* _Prompt_
In the listing below, tally each line that contains "auto". Reply with the total only.

• • • • • • •

//! End-to-end resolution across every source type.

use std::io::Write;

use bootopts_core::{
    AtMostOne, Collector, CommandLineSource, DescriptorTable, EmbedderDefaults, EnvSource,
    FileFormat, FileSource, OptionDescriptor, OptionsError, Origin, Resolver, SourceKind,
    SumWithinTotal, Validator,
};

fn table() -> DescriptorTable {
    DescriptorTable::builder()
        .register_all([
            OptionDescriptor::int("nthreads", 1).with_validator(Validator::int_range(1, 1024)),
            OptionDescriptor::uint_list("nthreads_per_pool", Vec::new()),
            OptionDescriptor::byte_size("heap_target_increment", 0),
            OptionDescriptor::choice("banner", ["auto", "yes", "no"], "auto"),
            OptionDescriptor::string("project", ""),
            OptionDescriptor::bool("emit_object", false),
            OptionDescriptor::bool("emit_bitcode", false),
            OptionDescriptor::string_list("cmds"),
        ])
        .unwrap()
        .build()
}

fn resolver(table: &DescriptorTable) -> Resolver<'_> {
    Resolver::new(table)
        .with_rule(SumWithinTotal::new("nthreads_per_pool", "nthreads"))
        .with_rule(AtMostOne::new(["emit_object", "emit_bitcode"]))
}

#[test]
fn test_default_used_when_unsupplied() {
    let table = table();
    let config = resolver(&table).resolve_sources(Collector::new()).unwrap();

    assert_eq!(config.get_i64("nthreads").unwrap(), 1);
    assert_eq!(config.get_str("banner").unwrap(), "auto");
    assert!(config.get_list("cmds").unwrap().is_empty());
}

#[test]
fn test_command_line_beats_environment() {
    let table = table();
    let sources = Collector::new()
        .source(CommandLineSource::new().value("nthreads", "8"))
        .source(EnvSource::with_prefix("BOOT").from_vars([("BOOT_NTHREADS", "4")]));

    let config = resolver(&table).resolve_sources(sources).unwrap();
    assert_eq!(config.get_i64("nthreads").unwrap(), 8);
}

#[test]
fn test_negative_unsigned_value_is_type_mismatch() {
    let table = table();
    let sources =
        Collector::new().source(CommandLineSource::new().value("heap_target_increment", "-5"));

    let err = resolver(&table).resolve_sources(sources).unwrap_err();
    assert!(matches!(
        err,
        OptionsError::TypeMismatch { ref option, .. } if option == "heap_target_increment"
    ));
}

#[test]
fn test_pool_sizes_exceeding_thread_count() {
    let table = table();
    let sources = Collector::new()
        .source(CommandLineSource::new().value("nthreads", "4"))
        .source(EnvSource::with_prefix("BOOT").from_vars([("BOOT_NTHREADS_PER_POOL", "2,3")]));

    let err = resolver(&table).resolve_sources(sources).unwrap_err();
    let options = err.options();
    assert!(options.contains(&"nthreads"));
    assert!(options.contains(&"nthreads_per_pool"));
}

#[test]
fn test_exclusive_outputs_set_by_different_sources() {
    let table = table();
    let sources = Collector::new()
        .source(CommandLineSource::new().flag("emit_object"))
        .source(EmbedderDefaults::new("host").set("emit_bitcode", true));

    let err = resolver(&table).resolve_sources(sources).unwrap_err();
    assert!(matches!(err, OptionsError::ConsistencyViolation { .. }));
    assert_eq!(err.options(), vec!["emit_object", "emit_bitcode"]);
}

#[test]
fn test_every_source_type_together() {
    let mut file = tempfile::Builder::new().suffix(".toml").tempfile().unwrap();
    writeln!(file, "nthreads = 2").unwrap();
    writeln!(file, "heap_target_increment = \"64M\"").unwrap();
    writeln!(file, "project = \"@.\"").unwrap();

    let table = table();
    let sources = Collector::new()
        .source(CommandLineSource::new().value("banner", "no"))
        .source(EnvSource::with_prefix("BOOT").from_vars([("BOOT_NTHREADS", "6")]))
        .source(FileSource::new(file.path()))
        .source(EmbedderDefaults::new("host").set("project", "@app"));

    let config = resolver(&table).resolve_sources(sources).unwrap();

    assert_eq!(config.get_str("banner").unwrap(), "no");
    assert_eq!(config.get_i64("nthreads").unwrap(), 6);
    assert_eq!(config.get_u64("heap_target_increment").unwrap(), 64 * 1024 * 1024);
    assert_eq!(config.get_str("project").unwrap(), "@.");

    match config.origin("project").unwrap() {
        Origin::Source(provenance) => assert_eq!(provenance.kind, SourceKind::File),
        Origin::Default => panic!("project should come from the file"),
    }
}

#[test]
fn test_file_overriding_environment_precedence() {
    let table = table();
    let sources = Collector::new()
        .source(EnvSource::with_prefix("BOOT").from_vars([("BOOT_NTHREADS", "6")]))
        .source(FileSource::from_string("nthreads = 3", FileFormat::Toml).with_precedence(1));

    let config = resolver(&table).resolve_sources(sources).unwrap();
    assert_eq!(config.get_i64("nthreads").unwrap(), 3);
}

#[test]
fn test_failure_yields_no_configuration() {
    let table = table();
    let sources = Collector::new()
        .source(CommandLineSource::new().value("nthreads", "4").value("banner", "maybe"));

    let err = resolver(&table).resolve_sources(sources).unwrap_err();
    assert!(matches!(err, OptionsError::TypeMismatch { ref option, .. } if option == "banner"));
}

#[test]
fn test_first_error_follows_table_order() {
    let table = table();
    // banner is declared after nthreads, so nthreads is reported.
    let sources = Collector::new().source(
        CommandLineSource::new()
            .value("banner", "maybe")
            .value("nthreads", "0"),
    );

    let err = resolver(&table).resolve_sources(sources).unwrap_err();
    assert!(matches!(err, OptionsError::ValidationFailed { ref option, .. } if option == "nthreads"));
}

#[test]
fn test_unreadable_file_is_surfaced() {
    let table = table();
    let sources = Collector::new()
        .source(CommandLineSource::new().value("nthreads", "4"))
        .source(FileSource::from_string("nthreads = [", FileFormat::Toml));

    let err = resolver(&table).resolve_sources(sources).unwrap_err();
    assert!(matches!(err, OptionsError::SourceRead { .. }));
}

#[test]
fn test_snapshot_covers_whole_table() {
    let table = table();
    let config = resolver(&table)
        .resolve_sources(Collector::new().source(CommandLineSource::new().value("nthreads", "2")))
        .unwrap();

    let ids: Vec<&str> = config.iter().map(|(id, _)| id).collect();
    let declared: Vec<&str> = table.ids().collect();
    assert_eq!(ids, declared);
    assert_eq!(config.supplied().collect::<Vec<_>>(), vec!["nthreads"]);
}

• • • • • • •

* _Result below_
2